If a line in the records contains the string "elapsed", show that line.

> Given data:
*****
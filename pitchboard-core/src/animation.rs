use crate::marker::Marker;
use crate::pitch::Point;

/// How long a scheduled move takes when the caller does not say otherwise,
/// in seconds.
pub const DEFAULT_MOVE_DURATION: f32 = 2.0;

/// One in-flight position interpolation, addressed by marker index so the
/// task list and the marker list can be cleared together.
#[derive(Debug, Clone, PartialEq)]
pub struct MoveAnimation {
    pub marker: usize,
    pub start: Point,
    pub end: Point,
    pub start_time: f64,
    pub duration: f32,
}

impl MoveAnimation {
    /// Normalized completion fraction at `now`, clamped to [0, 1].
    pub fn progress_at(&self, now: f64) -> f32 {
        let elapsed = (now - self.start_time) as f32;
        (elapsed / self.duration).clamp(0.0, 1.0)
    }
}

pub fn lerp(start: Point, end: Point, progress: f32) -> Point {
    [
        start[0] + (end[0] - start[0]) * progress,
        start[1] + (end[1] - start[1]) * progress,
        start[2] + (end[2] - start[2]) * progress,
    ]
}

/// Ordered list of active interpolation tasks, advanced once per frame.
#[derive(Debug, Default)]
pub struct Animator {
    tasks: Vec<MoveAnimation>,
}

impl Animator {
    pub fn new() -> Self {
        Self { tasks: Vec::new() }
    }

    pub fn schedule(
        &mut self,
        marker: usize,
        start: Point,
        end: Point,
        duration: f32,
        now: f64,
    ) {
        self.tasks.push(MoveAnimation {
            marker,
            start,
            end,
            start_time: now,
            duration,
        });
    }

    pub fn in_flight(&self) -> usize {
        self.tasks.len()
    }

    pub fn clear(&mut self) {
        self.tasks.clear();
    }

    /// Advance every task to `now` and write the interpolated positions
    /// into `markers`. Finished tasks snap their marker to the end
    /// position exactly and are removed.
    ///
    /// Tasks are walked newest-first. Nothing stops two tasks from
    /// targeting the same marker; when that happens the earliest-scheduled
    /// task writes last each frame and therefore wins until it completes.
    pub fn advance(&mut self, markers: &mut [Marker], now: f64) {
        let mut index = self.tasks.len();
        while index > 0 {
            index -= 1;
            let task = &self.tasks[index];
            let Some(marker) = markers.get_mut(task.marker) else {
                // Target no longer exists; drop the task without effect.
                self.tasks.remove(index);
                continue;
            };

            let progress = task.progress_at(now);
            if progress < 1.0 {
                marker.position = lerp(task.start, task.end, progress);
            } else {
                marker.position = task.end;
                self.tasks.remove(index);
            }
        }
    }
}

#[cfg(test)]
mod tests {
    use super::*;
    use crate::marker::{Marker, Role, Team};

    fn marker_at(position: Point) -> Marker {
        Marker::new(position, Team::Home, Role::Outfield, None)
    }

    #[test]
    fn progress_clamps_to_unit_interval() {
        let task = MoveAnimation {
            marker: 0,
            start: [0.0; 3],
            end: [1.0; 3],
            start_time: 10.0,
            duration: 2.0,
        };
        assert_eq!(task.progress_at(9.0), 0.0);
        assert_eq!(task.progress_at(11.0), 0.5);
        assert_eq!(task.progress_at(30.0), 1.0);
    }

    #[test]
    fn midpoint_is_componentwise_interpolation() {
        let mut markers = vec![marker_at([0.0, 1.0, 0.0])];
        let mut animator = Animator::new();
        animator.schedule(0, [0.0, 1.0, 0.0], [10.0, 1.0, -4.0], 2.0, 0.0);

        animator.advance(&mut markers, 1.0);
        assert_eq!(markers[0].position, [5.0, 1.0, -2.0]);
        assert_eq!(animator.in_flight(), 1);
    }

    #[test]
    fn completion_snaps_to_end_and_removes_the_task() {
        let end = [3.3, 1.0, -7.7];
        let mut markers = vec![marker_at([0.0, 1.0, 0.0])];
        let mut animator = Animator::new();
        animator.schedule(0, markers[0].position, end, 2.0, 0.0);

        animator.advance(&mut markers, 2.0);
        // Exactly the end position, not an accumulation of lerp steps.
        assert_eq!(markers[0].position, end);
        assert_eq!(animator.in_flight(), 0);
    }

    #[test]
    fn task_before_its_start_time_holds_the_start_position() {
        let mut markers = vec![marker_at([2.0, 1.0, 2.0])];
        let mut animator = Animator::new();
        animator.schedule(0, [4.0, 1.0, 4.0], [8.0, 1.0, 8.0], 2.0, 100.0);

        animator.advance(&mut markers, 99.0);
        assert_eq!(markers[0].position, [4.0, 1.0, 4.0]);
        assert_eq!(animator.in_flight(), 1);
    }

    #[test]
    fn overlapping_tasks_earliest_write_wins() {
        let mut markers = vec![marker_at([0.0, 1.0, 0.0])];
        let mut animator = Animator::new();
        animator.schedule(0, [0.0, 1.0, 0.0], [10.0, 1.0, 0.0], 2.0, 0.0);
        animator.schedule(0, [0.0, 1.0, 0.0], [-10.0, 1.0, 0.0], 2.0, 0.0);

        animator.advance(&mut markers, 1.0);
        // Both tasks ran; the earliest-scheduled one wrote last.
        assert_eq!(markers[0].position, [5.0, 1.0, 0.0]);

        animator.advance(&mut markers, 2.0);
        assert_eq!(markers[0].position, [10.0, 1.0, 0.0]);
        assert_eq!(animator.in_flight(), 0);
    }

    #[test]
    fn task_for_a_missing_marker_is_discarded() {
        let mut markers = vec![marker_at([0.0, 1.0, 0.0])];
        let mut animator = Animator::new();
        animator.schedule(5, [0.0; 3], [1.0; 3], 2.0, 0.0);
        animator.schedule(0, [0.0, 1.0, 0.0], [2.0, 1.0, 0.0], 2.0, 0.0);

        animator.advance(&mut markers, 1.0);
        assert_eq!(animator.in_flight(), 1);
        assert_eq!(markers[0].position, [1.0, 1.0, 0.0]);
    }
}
*****
> Result of this task:
        let elapsed = (now - self.start_time) as f32;
        (elapsed / self.duration).clamp(0.0, 1.0)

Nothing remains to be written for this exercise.